"Mrs. Hippopotamuses'" by Relient K, Sunday, June 20, 2021

Born south of the Erie Canal in Canton, Ohio, Matt Thiessen, wrote a tribute to his home state on Relient K's 8th studio album, Air for Free. Relient K started in Ohio, with three friends--Thiessen, guitarist Matt Hoopes, and bassist Brian Pittman. Relient K has seen many phases and had many member change ups; however, the glue of the band has been Thiessen and Hoopes, who are the only remaining members of the band and who are pictured on the cover of Air for Free. Released six years ago, Air for Free explores existential themes from an aging former teenage band. Then in his mid-thirties, Thiessen touches on themes of love, growing up, and faith. While the songs on Air for Free are mostly light-hearted (a notable exception is "Man") and sometimes silly, the songs are certainly more mature than anything the band has done before. And while it might not be the rock out anthems of youth group church vans, it's lyrically nostalgic of those days at times while pushing their listeners forward.

I GREW UP IN THE STICKS. Canton, Ohio has a population of about 71,000 people as of 2019. It seems to be cool to say you are from a small town. It's part of the fame origin story. Look at me, a guy from Podunk, XX made it big, you can too. I, too, grew up in the sticks, but there were far more sticks than people, where I was born. When I tell my students I was born in New York, I have to show a slide show of my reality. I was born in Norwich, NY the city that was a 30 minute drive depending on the weather and the condition of the pot-holed dirt roads. The population of Norwich was about 7,000 as of 2020, though it was probably bigger when I grew up because people left with the decline of the rustbelt in the '90s. The town I went to school in was Oxford. It has a population of about 4,000 people. But my address was McDonough with its 850 people living there. My family moved to Morganton, a bustling city in North Carolina with about 17,000 people living there. Part of me always wonders what would have happened if I stayed in New York. I've attempted writing a novel about it. I tended to idealize the scenes of my childhood landscape--the cool summers, the heavy snows in winter, the wood stoves and chilly mornings in the fall, the New York pizza and Italian food. But my family was right to move south to a better home, out of the moldy trailer that kept me sick every winter.

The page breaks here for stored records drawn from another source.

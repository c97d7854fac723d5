//! Batch quoting of shipments loaded from CSV

use courier_infra::csv_loader::ShipmentRow;
use courier_types::RegionType;
use serde::{Deserialize, Serialize};

use super::quote_service::{QuoteRequest, QuoteService};

/// Quote outcome for a single shipment
#[derive(Debug, Clone, Serialize, Deserialize)]
pub struct BatchQuoteResult {
    pub shipment: ShipmentRow,
    pub region_type: Option<RegionType>,
    pub shipping_fee: Option<u64>,
    pub error: Option<String>,
}

impl BatchQuoteResult {
    pub fn is_success(&self) -> bool {
        self.shipping_fee.is_some()
    }
}

/// Quote every shipment independently; one failure does not stop the batch
pub fn quote_batch(service: &QuoteService, shipments: &[ShipmentRow]) -> Vec<BatchQuoteResult> {
    shipments
        .iter()
        .map(|shipment| {
            let request = QuoteRequest {
                weight_kg: shipment.weight_kg,
                service_type_id: shipment.service_type_id,
                sender_code: shipment.sender_code.clone(),
                recipient_code: shipment.recipient_code.clone(),
            };
            match service.estimate_fee(&request) {
                Ok(breakdown) => BatchQuoteResult {
                    shipment: shipment.clone(),
                    region_type: Some(breakdown.region_type),
                    shipping_fee: Some(breakdown.total),
                    error: None,
                },
                Err(e) => BatchQuoteResult {
                    shipment: shipment.clone(),
                    region_type: None,
                    shipping_fee: None,
                    error: Some(e.user_message()),
                },
            }
        })
        .collect()
}

pub fn generate_quote_report(results: &[BatchQuoteResult]) -> String {
    let total = results.len();
    let quoted: Vec<_> = results.iter().filter(|r| r.is_success()).collect();
    let failed: Vec<_> = results.iter().filter(|r| !r.is_success()).collect();
    let total_fees: u64 = quoted.iter().filter_map(|r| r.shipping_fee).sum();

    let mut report = String::new();
    report.push_str("==================================================\n");
    report.push_str("              Shipping Quote Report               \n");
    report.push_str("==================================================\n\n");
    report.push_str("[Summary]\n");
    report.push_str(&format!("  Total shipments:   {}\n", total));
    report.push_str(&format!("  Quoted:            {}\n", quoted.len()));
    report.push_str(&format!("  Failed:            {}\n", failed.len()));
    report.push_str(&format!("  Total fees:        {}\n", total_fees));
    if !quoted.is_empty() {
        let average = total_fees as f64 / quoted.len() as f64;
        report.push_str(&format!("  Average fee:       {:.0}\n", average));
    }
    report.push('\n');

    if !quoted.is_empty() {
        report.push_str("[Quoted Shipments]\n");
        report.push_str("-".repeat(70).as_str());
        report.push('\n');
        report.push_str(&format!(
            "{:<12} {:>8} {:>7} {:<8} {:<8} {:<15} {:>10}\n",
            "ID", "Weight", "Service", "From", "To", "Region", "Fee"
        ));
        report.push_str("-".repeat(70).as_str());
        report.push('\n');
        for result in &quoted {
            let s = &result.shipment;
            report.push_str(&format!(
                "{:<12} {:>6.2}kg {:>7} {:<8} {:<8} {:<15} {:>10}\n",
                truncate_str(&s.id, 11),
                s.weight_kg,
                s.service_type_id.map(|id| id.to_string()).unwrap_or_default(),
                truncate_str(&s.sender_code, 7),
                truncate_str(&s.recipient_code, 7),
                result.region_type.map(|r| r.as_str()).unwrap_or("-"),
                result.shipping_fee.unwrap_or(0)
            ));
        }
        report.push('\n');
    }

    if !failed.is_empty() {
        report.push_str("[Failed Shipments]\n");
        report.push_str("-".repeat(70).as_str());
        report.push('\n');
        for result in &failed {
            report.push_str(&format!(
                "{:<12} {}\n",
                truncate_str(&result.shipment.id, 11),
                result.error.as_deref().unwrap_or("unknown error")
            ));
        }
        report.push('\n');
    }

    report.push_str("==================================================\n");
    report
}

fn truncate_str(s: &str, max_len: usize) -> String {
    if s.chars().count() > max_len {
        let truncated: String = s.chars().take(max_len.saturating_sub(2)).collect();
        format!("{}..", truncated)
    } else {
        s.to_string()
    }
}

#[cfg(test)]
mod tests {
    use super::*;

    fn row(id: &str) -> ShipmentRow {
        ShipmentRow {
            id: id.to_string(),
            weight_kg: 1.0,
            service_type_id: Some(1),
            sender_code: "79".to_string(),
            recipient_code: "79".to_string(),
        }
    }

    #[test]
    fn test_report_summary() {
        let results = vec![
            BatchQuoteResult {
                shipment: row("A1"),
                region_type: Some(RegionType::IntraCity),
                shipping_fee: Some(15000),
                error: None,
            },
            BatchQuoteResult {
                shipment: row("A2"),
                region_type: Some(RegionType::IntraCity),
                shipping_fee: Some(17000),
                error: None,
            },
            BatchQuoteResult {
                shipment: row("A3"),
                region_type: None,
                shipping_fee: None,
                error: Some("This route or service is not supported".to_string()),
            },
        ];
        let report = generate_quote_report(&results);
        assert!(report.contains("Total shipments:   3"));
        assert!(report.contains("Quoted:            2"));
        assert!(report.contains("Total fees:        32000"));
        assert!(report.contains("Average fee:       16000"));
        assert!(report.contains("[Failed Shipments]"));
        assert!(report.contains("not supported"));
    }

    #[test]
    fn test_report_empty() {
        let report = generate_quote_report(&[]);
        assert!(report.contains("Total shipments:   0"));
        assert!(!report.contains("[Quoted Shipments]"));
        assert!(!report.contains("Average fee"));
    }

    #[test]
    fn test_truncate() {
        assert_eq!(truncate_str("ORDER-2024-000123", 11), "ORDER-202..");
        assert_eq!(truncate_str("A1", 11), "A1");
    }
}
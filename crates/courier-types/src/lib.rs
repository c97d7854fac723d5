//! Core types for shipping fee and route estimation

mod error;
mod types;

pub use error::*;
pub use types::*;

use clap::ValueEnum;
use serde::{Deserialize, Serialize};

/// Output format for results
#[derive(Clone, Copy, Debug, Default, PartialEq, Eq, ValueEnum, Serialize, Deserialize)]
#[serde(rename_all = "lowercase")]
pub enum OutputFormat {
    #[default]
    Table,
    Json,
}

impl std::fmt::Display for OutputFormat {
    fn fmt(&self, f: &mut std::fmt::Formatter<'_>) -> std::fmt::Result {
        match self {
            OutputFormat::Table => write!(f, "table"),
            OutputFormat::Json => write!(f, "json"),
        }
    }
}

SUMMERTIME IS 45 MINUTES AWAY. Thiessen references Ohio's amusement part Cedar Point, located on Lake Erie in Sandusky. In North Carolina we had Carowinds. Before we moved, we had the country fair in late August. Sure some people got to take a trip to Hershey Park in Pennsylvania, but my family didn't spend money on that kind of thing until we moved to North Carolina. Carowinds used to be owned by Paramount, so they had themed rides for movies and television shows. Their flagship ride was Top Gun, a steel rollercoaster that was supposed to simulate flying in fighter jets as in the Tom Cruise movie. Later, they opened Borg Assimilator, a scary looking ride that had a prohibitively long line to board it. Luckily, that line prevented us from taking it because it later got stuck with the passengers upside down for 45 minutes. In 2006, Carowinds was purchased by Cedar Fair, which resulted in the renaming and rebranding of most of the rides. I was a young adult and Carowinds didn't feel the same. It was an eerie feeling calling the rollercoasters by a different name.